First, assemble your tools.



The use of a tea-towel or similar soft cloth is essential if you don't want to be crawling around on the floor for ages, trying to find one of those collars. It also protects the bracelet and crystal from scratches whilst you're working.
The resizing tool makes life so much easier that I'd be inclined to say it's essential, too. You [i]can[/i] use a pin punch and watchmaker's hammer, but the tool not only simplifies the job, it protects the collars against damage as well. The loupe is for old buggers like me so we can see what we're doing, the tweezers are for picking up the collars (they are [i]really[/i] small), the pen and spare pin punch are for replacing the collars, and the springbar tool is for opening the bracelet. OK, here we go.

1. Use the springbar tool to push in the end of the springbar holding the bracelet to the clasp, and open the bracelet so it lies flat. This makes it much easier to work on.

2. Determine how many links you need to remove.

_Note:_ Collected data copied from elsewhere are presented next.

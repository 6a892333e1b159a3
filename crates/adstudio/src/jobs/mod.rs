//! Job persistence and background task supervision.

pub mod error;
pub mod runner;
pub mod store;

pub use error::JobError;
pub use runner::TaskRunner;
pub use store::{JobListResponse, JobStore, LogEntry};
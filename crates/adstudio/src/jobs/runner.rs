//! Background task supervision with job-scoped cancellation.

use std::collections::HashMap;
use std::future::Future;
use std::sync::{Arc, Mutex, MutexGuard};

use tokio::task::JoinHandle;
use tokio_util::sync::CancellationToken;

struct RunningTask {
    generation: u64,
    token: CancellationToken,
    handle: JoinHandle<()>,
}

#[derive(Default)]
struct Tasks {
    next_generation: u64,
    running: HashMap<String, RunningTask>,
}

/// Runs one background task per job id. Finished tasks deregister
/// themselves; a newer task for the same job replaces (and cancels) an
/// older one.
#[derive(Clone, Default)]
pub struct TaskRunner {
    tasks: Arc<Mutex<Tasks>>,
}

impl TaskRunner {
    pub fn new() -> Self {
        Self::default()
    }

    /// Spawns `task` with a fresh cancellation token for `job_id`.
    pub fn spawn<F, Fut>(&self, job_id: &str, task: F)
    where
        F: FnOnce(CancellationToken) -> Fut,
        Fut: Future<Output = ()> + Send + 'static,
    {
        let token = CancellationToken::new();
        let fut = task(token.clone());

        let mut tasks = self.lock();
        tasks.next_generation += 1;
        let generation = tasks.next_generation;

        let registry = Arc::clone(&self.tasks);
        let key = job_id.to_string();
        let handle = tokio::spawn(async move {
            fut.await;
            let mut tasks = match registry.lock() {
                Ok(guard) => guard,
                Err(poisoned) => poisoned.into_inner(),
            };
            if tasks
                .running
                .get(&key)
                .is_some_and(|t| t.generation == generation)
            {
                tasks.running.remove(&key);
            }
        });

        if let Some(previous) = tasks.running.insert(
            job_id.to_string(),
            RunningTask {
                generation,
                token,
                handle,
            },
        ) {
            log::warn!("Replacing running task for job {}", job_id);
            previous.token.cancel();
        }
    }

    /// Signals the job's task to stop. Returns false when nothing is running.
    pub fn cancel(&self, job_id: &str) -> bool {
        match self.lock().running.get(job_id) {
            Some(task) => {
                task.token.cancel();
                true
            }
            None => false,
        }
    }

    pub fn is_running(&self, job_id: &str) -> bool {
        self.lock()
            .running
            .get(job_id)
            .is_some_and(|t| !t.handle.is_finished())
    }

    pub fn running_count(&self) -> usize {
        self.lock().running.len()
    }

    /// Cancels every task and waits for them to exit.
    pub async fn shutdown(&self) {
        let drained: Vec<RunningTask> = {
            let mut tasks = self.lock();
            tasks.running.drain().map(|(_, task)| task).collect()
        };
        for task in &drained {
            task.token.cancel();
        }
        for task in drained {
            if let Err(e) = task.handle.await {
                log::warn!("Background task ended abnormally: {}", e);
            }
        }
    }

    fn lock(&self) -> MutexGuard<'_, Tasks> {
        match self.tasks.lock() {
            Ok(guard) => guard,
            Err(poisoned) => {
                log::warn!("Task runner lock was poisoned, recovering");
                poisoned.into_inner()
            }
        }
    }
}

#[cfg(test)]
mod tests {
    use super::*;
    use std::time::Duration;
    use tokio::sync::oneshot;

    #[tokio::test]
    async fn test_cancel_reaches_task() {
        let runner = TaskRunner::new();
        let (tx, rx) = oneshot::channel();
        runner.spawn("job1", |token| async move {
            token.cancelled().await;
            let _ = tx.send("cancelled");
        });

        assert!(runner.is_running("job1"));
        assert!(runner.cancel("job1"));
        assert_eq!(rx.await.unwrap(), "cancelled");
    }

    #[tokio::test]
    async fn test_finished_task_deregisters() {
        let runner = TaskRunner::new();
        runner.spawn("job2", |_| async {});

        for _ in 0..50 {
            if runner.running_count() == 0 {
                break;
            }
            tokio::time::sleep(Duration::from_millis(5)).await;
        }
        assert_eq!(runner.running_count(), 0);
        assert!(!runner.cancel("job2"));
    }

    #[tokio::test]
    async fn test_shutdown_cancels_everything() {
        let runner = TaskRunner::new();
        for id in ["a", "b"] {
            runner.spawn(id, |token| async move { token.cancelled().await });
        }
        runner.shutdown().await;
        assert_eq!(runner.running_count(), 0);
    }
}
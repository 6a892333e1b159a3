//! The job state machine: SCRIPT → AVATAR → AVATAR_SELECTION → STORYBOARD →
//! VIDEO → STITCH → REVIEW.
//!
//! Every stage reads its inputs from the persisted job and the run
//! directory, so any stage can be re-run on its own through
//! [`PipelineService::run_step`].

use std::collections::{HashMap, HashSet};
use std::sync::Arc;

use serde_json::json;
use tokio::time::Instant;
use tokio_util::sync::CancellationToken;
use tracing::{error, info, info_span, warn, Instrument};

use super::config::PipelineConfig;
use super::error::PipelineError;
use super::progress::{BroadcastProgress, SceneProgress};
use crate::broadcast::{EventBroadcaster, JobEvents};
use crate::jobs::{JobError, JobStore};
use crate::media::{StitchService, Transition, TransitionKind};
use crate::models::{
    AvatarVariant, Job, JobStatus, JobStep, JobUpdate, LogLevel, Review, ScriptRequest,
    StoryboardResult, VideoResult, VideoScript,
};
use crate::providers::{
    Collaborators, ImageGenerator, ReferenceAsset, RetryPolicy, ScriptGenerator,
};
use crate::qc::QcService;
use crate::review::ReviewService;
use crate::scene::prompts;
use crate::scene::{
    StoryboardInputs, StoryboardOptions, StoryboardStage, VideoInputs, VideoOptions, VideoStage,
};
use crate::storage::RunStorage;

const AVATAR_VARIANTS_DIR: &str = "avatar_variants";
const AVATAR_SELECTED_FILE: &str = "avatar_selected.png";

/// Overrides for a single-stage run.
#[derive(Debug, Clone, Default)]
pub struct StepOptions {
    /// Required by `avatar_selection`.
    pub variant_index: Option<u32>,
    pub qc_threshold: Option<u32>,
    pub max_regen: Option<u32>,
    pub include_composition: Option<bool>,
    pub custom_prompts: HashMap<u32, String>,
    pub num_variants: Option<u32>,
    pub seed: Option<u32>,
}

#[derive(Debug, Clone, PartialEq)]
pub enum StepOutput {
    Script(VideoScript),
    Avatars(Vec<AvatarVariant>),
    AvatarSelected(String),
    Storyboard(Vec<StoryboardResult>),
    Video(Vec<VideoResult>),
    Stitched(String),
    Review(Review),
}

pub struct PipelineService {
    config: Arc<PipelineConfig>,
    store: Arc<JobStore>,
    broadcaster: EventBroadcaster,
    scripts: Arc<dyn ScriptGenerator>,
    images: Arc<dyn ImageGenerator>,
    retry: RetryPolicy,
    storage: RunStorage,
    storyboard: StoryboardStage,
    video: VideoStage,
    stitch: StitchService,
    reviews: ReviewService,
}
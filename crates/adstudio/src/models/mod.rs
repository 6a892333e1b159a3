//! Domain records shared by the store, the stages and the event stream.
//!
//! Everything here is serde-serializable; the job store persists the nested
//! results as JSON columns.

pub mod avatar;
pub mod events;
pub mod job;
pub mod qc;
pub mod review;
pub mod script;
pub mod storyboard;
pub mod video;

pub use avatar::AvatarVariant;
pub use events::{EventKind, LogLevel, PipelineEvent};
pub use job::{Job, JobProgress, JobStatus, JobStep, JobUpdate};
pub use qc::{QcScore, StoryboardQcReport, VideoQcDimension, VideoQcReport, QC_REPORT_VERSION};
pub use review::{Review, ReviewDecision, ReviewStatus};
pub use script::{AvatarProfile, Scene, ScriptRequest, VideoScript};
pub use storyboard::StoryboardResult;
pub use video::{QcRewrite, VideoResult, VideoVariant};
//! Human review of finished commercials.

use chrono::{DateTime, Utc};
use log::{info, warn};

use crate::db::review_repo::{self, ReviewRow};
use crate::db::{job_repo, Database, DatabaseError};
use crate::jobs::JobError;
use crate::models::{Review, ReviewDecision, ReviewStatus};

#[derive(Clone)]
pub struct ReviewService {
    db: Database,
}

impl ReviewService {
    pub fn new(db: Database) -> Self {
        Self { db }
    }

    /// Opens a pending review, replacing any earlier one for the job.
    pub fn create_review(&self, job_id: &str) -> Result<Review, JobError> {
        self.require_job(job_id)?;
        let review = Review::pending(job_id);
        review_repo::upsert(&self.db, &to_row(&review)?)?;
        info!("Created pending review for job {}", job_id);
        Ok(review)
    }

    pub fn get_review(&self, job_id: &str) -> Result<Option<Review>, JobError> {
        review_repo::find_by_job(&self.db, job_id)?
            .map(from_row)
            .transpose()
    }

    /// Pending reviews, newest job first.
    pub fn pending_reviews(&self) -> Result<Vec<Review>, JobError> {
        review_repo::find_by_status(&self.db, ReviewStatus::Pending.as_str())?
            .into_iter()
            .map(from_row)
            .collect()
    }

    /// Records a verdict. A job without a review gets one on the spot.
    pub fn submit_decision(
        &self,
        job_id: &str,
        decision: ReviewDecision,
    ) -> Result<Review, JobError> {
        self.require_job(job_id)?;
        let review = Review {
            job_id: job_id.to_string(),
            review_status: decision.status,
            reviewed_at: Some(Utc::now()),
            notes: decision.notes,
            scenes_to_regenerate: decision.scenes_to_regenerate,
        };
        review_repo::upsert(&self.db, &to_row(&review)?)?;
        info!(
            "Review decision for job {}: {}",
            job_id, review.review_status
        );
        Ok(review)
    }

    fn require_job(&self, job_id: &str) -> Result<(), JobError> {
        match job_repo::find_by_id(&self.db, job_id)? {
            Some(_) => Ok(()),
            None => Err(JobError::NotFound(job_id.to_string())),
        }
    }
}

fn to_row(review: &Review) -> Result<ReviewRow, JobError> {
    let scenes_to_regenerate_json = if review.scenes_to_regenerate.is_empty() {
        None
    } else {
        Some(serde_json::to_string(&review.scenes_to_regenerate)?)
    };
    Ok(ReviewRow {
        job_id: review.job_id.clone(),
        review_status: review.review_status.as_str().to_string(),
        reviewed_at: review.reviewed_at.map(|t| t.to_rfc3339()),
        notes: review.notes.clone(),
        scenes_to_regenerate_json,
    })
}

fn from_row(row: ReviewRow) -> Result<Review, JobError> {
    let review_status = row
        .review_status
        .parse::<ReviewStatus>()
        .map_err(|reason| DatabaseError::InvalidValue {
            column: "review_status",
            reason,
        })?;
    let reviewed_at = row.reviewed_at.as_deref().and_then(|raw| {
        DateTime::parse_from_rfc3339(raw)
            .map(|t| t.with_timezone(&Utc))
            .map_err(|e| warn!("Unreadable reviewed_at '{}' for job {}: {}", raw, row.job_id, e))
            .ok()
    });
    let scenes_to_regenerate = match row.scenes_to_regenerate_json.as_deref() {
        Some(raw) => serde_json::from_str(raw)?,
        None => Vec::new(),
    };
    Ok(Review {
        job_id: row.job_id,
        review_status,
        reviewed_at,
        notes: row.notes,
        scenes_to_regenerate,
    })
}
pub mod broadcast;
pub mod config;
pub mod db;
pub mod engine;
pub mod error;
pub mod jobs;
pub mod media;
pub mod models;
pub mod pipeline;
pub mod providers;
pub mod qc;
pub mod review;
pub mod scene;
pub mod storage;
pub mod telemetry;

pub use broadcast::{EventBroadcaster, JobEvents, StreamFrame, Subscription};
pub use config::{load_settings, load_settings_from_str, Settings};
pub use db::Database;
pub use engine::Engine;
pub use error::{AdStudioError, ConfigError, Result, StorageError};
pub use jobs::{JobError, JobStore, TaskRunner};
pub use media::{FfmpegCli, MediaError, MediaTool, StitchService, Transition, TransitionKind};
pub use models::{
    Job, JobStatus, JobStep, PipelineEvent, Review, ReviewDecision, ScriptRequest, VideoScript,
};
pub use pipeline::{PipelineConfig, PipelineError, PipelineService, StepOptions, StepOutput};
pub use providers::{Collaborators, ExternalCallError, RetryPolicy};
pub use qc::QcService;
pub use review::ReviewService;
pub use storage::RunStorage;
pub use telemetry::init_tracing;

As a guide, my wrist is 7.5" and I needed to remove three links, two on one side and one on the other. Try to leave the clasp centred on the underside of your wrist.

3. Lay the bracelet in the resizing tool and adjust the height of the platform if need be by turning the adjusting screw (the small knurled one at the end). This is so the pin punch is centred in the link hole. The lower photo shows how the platform is sloped.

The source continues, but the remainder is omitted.